> **YOUR GOAL**
Copy out each line below that has the word "LockoutGuard" in it.

(Stored items)

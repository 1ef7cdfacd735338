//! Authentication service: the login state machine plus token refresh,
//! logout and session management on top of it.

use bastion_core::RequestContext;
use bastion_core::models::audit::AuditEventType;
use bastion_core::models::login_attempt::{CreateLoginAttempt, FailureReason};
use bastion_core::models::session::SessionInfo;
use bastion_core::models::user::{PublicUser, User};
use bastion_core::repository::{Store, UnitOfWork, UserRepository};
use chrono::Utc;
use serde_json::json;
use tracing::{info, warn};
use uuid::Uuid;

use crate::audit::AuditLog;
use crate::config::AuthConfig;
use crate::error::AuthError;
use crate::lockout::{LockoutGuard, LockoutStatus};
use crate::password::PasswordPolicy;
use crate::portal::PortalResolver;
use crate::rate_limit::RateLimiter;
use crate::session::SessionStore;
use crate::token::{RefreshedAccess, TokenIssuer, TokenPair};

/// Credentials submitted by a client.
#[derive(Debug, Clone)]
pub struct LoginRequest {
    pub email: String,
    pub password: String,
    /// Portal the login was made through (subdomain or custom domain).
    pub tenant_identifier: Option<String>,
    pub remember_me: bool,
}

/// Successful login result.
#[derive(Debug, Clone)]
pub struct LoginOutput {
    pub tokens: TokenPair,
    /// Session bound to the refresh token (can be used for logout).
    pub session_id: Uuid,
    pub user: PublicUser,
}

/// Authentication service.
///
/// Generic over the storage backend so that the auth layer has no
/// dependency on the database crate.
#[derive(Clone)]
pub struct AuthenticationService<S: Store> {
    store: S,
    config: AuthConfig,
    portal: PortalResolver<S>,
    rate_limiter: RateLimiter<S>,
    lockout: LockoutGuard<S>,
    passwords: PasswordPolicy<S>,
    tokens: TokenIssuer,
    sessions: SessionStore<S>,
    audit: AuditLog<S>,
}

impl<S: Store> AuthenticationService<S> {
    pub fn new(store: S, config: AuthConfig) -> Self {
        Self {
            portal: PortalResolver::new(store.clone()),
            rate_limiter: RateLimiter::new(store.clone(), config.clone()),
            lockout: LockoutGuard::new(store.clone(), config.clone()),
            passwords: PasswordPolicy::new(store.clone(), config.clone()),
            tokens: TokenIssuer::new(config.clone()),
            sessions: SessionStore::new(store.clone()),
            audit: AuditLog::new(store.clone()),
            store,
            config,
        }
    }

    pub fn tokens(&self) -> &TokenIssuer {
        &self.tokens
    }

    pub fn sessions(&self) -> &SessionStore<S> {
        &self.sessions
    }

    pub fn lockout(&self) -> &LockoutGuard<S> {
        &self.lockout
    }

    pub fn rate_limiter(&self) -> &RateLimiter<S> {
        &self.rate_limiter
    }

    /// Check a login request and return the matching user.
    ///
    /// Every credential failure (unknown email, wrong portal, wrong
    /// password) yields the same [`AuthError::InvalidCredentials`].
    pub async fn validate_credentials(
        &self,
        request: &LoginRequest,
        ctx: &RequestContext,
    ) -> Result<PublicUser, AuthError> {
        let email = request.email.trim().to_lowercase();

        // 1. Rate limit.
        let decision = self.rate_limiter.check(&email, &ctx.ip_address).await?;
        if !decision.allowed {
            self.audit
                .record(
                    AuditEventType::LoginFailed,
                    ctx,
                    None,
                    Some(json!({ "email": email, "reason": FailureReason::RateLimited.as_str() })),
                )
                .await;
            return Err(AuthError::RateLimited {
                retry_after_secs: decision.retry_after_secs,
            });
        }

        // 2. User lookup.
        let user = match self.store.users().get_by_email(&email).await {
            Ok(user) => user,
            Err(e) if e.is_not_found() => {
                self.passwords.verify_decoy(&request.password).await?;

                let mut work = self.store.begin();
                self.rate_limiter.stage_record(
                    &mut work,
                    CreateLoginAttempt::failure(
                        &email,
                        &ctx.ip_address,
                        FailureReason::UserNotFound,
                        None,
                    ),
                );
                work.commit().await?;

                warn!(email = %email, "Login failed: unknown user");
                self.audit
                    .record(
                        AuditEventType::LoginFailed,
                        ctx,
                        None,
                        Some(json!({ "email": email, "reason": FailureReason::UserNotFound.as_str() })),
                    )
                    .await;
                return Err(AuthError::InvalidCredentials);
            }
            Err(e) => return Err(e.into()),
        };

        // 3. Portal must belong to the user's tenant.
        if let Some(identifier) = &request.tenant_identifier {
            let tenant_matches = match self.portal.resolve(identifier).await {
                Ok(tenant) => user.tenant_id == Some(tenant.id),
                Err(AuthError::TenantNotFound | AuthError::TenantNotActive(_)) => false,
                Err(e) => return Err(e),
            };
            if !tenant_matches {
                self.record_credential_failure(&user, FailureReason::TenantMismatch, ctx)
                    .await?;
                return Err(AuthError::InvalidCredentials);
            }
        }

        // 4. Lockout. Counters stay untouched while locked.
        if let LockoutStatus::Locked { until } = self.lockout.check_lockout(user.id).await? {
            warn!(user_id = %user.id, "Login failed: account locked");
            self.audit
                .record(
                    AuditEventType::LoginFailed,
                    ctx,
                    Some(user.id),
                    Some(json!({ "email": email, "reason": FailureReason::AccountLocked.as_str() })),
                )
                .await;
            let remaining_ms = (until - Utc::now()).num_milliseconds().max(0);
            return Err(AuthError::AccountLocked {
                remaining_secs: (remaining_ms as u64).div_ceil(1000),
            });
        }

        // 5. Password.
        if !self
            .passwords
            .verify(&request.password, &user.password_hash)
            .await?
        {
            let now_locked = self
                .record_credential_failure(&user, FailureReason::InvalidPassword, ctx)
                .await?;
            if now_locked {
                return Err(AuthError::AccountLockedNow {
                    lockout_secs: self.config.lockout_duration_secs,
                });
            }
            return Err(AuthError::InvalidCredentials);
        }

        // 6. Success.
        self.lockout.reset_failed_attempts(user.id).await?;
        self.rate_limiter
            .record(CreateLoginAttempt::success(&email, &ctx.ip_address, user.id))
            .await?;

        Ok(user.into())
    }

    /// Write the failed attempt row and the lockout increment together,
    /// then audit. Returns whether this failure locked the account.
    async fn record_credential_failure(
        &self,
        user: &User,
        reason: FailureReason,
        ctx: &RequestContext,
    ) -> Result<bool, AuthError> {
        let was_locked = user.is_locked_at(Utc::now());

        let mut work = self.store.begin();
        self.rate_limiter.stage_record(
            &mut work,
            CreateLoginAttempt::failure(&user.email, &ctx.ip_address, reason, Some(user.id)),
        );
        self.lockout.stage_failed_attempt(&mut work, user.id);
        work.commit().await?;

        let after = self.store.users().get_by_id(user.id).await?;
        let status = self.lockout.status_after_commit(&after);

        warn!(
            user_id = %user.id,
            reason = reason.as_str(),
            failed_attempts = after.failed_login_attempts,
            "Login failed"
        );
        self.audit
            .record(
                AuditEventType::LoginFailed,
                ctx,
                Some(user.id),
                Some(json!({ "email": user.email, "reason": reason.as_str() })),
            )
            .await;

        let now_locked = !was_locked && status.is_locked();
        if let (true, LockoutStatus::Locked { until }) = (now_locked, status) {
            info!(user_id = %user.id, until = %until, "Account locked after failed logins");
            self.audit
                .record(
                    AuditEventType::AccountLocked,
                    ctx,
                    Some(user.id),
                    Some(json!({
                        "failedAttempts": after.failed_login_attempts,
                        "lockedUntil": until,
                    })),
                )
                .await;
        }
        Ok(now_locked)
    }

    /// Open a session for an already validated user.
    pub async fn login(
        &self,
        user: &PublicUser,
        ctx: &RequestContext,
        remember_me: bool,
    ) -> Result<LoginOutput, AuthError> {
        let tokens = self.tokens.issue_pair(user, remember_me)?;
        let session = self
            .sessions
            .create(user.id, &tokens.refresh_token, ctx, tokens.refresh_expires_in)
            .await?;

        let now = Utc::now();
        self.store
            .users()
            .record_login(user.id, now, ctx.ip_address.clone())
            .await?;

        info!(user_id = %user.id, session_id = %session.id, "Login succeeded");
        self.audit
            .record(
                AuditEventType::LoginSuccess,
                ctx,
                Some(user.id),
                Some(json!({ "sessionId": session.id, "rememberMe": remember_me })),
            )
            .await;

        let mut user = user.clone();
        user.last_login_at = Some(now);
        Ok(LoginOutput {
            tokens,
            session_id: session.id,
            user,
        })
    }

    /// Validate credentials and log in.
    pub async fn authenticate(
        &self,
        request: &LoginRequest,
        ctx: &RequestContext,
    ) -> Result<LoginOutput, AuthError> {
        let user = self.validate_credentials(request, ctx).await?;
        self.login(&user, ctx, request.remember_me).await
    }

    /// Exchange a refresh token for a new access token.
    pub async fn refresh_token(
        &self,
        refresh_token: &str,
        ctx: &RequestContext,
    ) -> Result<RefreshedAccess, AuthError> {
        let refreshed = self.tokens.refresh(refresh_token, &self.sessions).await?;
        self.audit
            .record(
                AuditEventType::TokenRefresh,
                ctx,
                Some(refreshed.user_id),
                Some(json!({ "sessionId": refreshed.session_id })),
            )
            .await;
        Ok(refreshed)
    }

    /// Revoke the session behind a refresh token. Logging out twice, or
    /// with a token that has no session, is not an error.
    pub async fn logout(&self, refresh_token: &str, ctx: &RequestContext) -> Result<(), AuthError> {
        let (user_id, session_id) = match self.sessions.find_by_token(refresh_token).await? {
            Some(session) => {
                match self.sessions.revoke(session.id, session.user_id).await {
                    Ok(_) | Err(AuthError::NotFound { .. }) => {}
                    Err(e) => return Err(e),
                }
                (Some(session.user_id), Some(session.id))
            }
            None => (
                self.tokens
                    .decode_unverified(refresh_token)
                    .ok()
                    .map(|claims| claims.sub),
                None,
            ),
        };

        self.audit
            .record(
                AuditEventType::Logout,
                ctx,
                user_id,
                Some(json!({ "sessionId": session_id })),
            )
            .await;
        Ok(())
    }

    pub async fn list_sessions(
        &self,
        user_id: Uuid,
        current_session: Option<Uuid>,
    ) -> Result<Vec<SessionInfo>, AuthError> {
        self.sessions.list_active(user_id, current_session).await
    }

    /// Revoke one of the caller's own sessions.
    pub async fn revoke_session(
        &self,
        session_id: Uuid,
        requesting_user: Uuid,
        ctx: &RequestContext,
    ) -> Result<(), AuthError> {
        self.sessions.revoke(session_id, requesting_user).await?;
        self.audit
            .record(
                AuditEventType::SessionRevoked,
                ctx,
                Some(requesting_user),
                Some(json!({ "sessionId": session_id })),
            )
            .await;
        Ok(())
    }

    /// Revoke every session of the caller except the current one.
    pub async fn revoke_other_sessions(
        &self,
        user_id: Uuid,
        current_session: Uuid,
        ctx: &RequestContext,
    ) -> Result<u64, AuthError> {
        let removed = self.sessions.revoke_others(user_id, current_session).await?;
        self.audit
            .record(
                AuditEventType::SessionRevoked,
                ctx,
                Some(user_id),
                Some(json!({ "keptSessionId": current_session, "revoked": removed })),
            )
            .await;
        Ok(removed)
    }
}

> **COMPLETED TASK**
use crate::lockout::{LockoutGuard, LockoutStatus};
    lockout: LockoutGuard<S>,
            lockout: LockoutGuard::new(store.clone(), config.clone()),
    pub fn lockout(&self) -> &LockoutGuard<S> {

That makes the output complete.